[Work required]
Look through the entries for the string "PathBuf" and copy every line where it shows up.

[Extracted data]
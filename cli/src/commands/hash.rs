use anyhow::{Context, Result};
use clap::Args;
use shardcas_core::{FileHasher, ObjectKey};
use std::path::PathBuf;

#[derive(Args)]
pub struct HashCommand {
    #[arg(required = true, help = "Files to hash")]
    files: Vec<PathBuf>,
}

impl HashCommand {
    pub async fn run(&self) -> Result<()> {
        let hasher = FileHasher::default();

        for path in &self.files {
            let digest = hasher
                .hash_file(path)
                .await
                .with_context(|| format!("Failed to hash {}", path.display()))?;
            println!("{}  {}  {}", digest, ObjectKey::from_digest(&digest), path.display());
        }

        Ok(())
    }
}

[Response]
use std::path::PathBuf;
    files: Vec<PathBuf>,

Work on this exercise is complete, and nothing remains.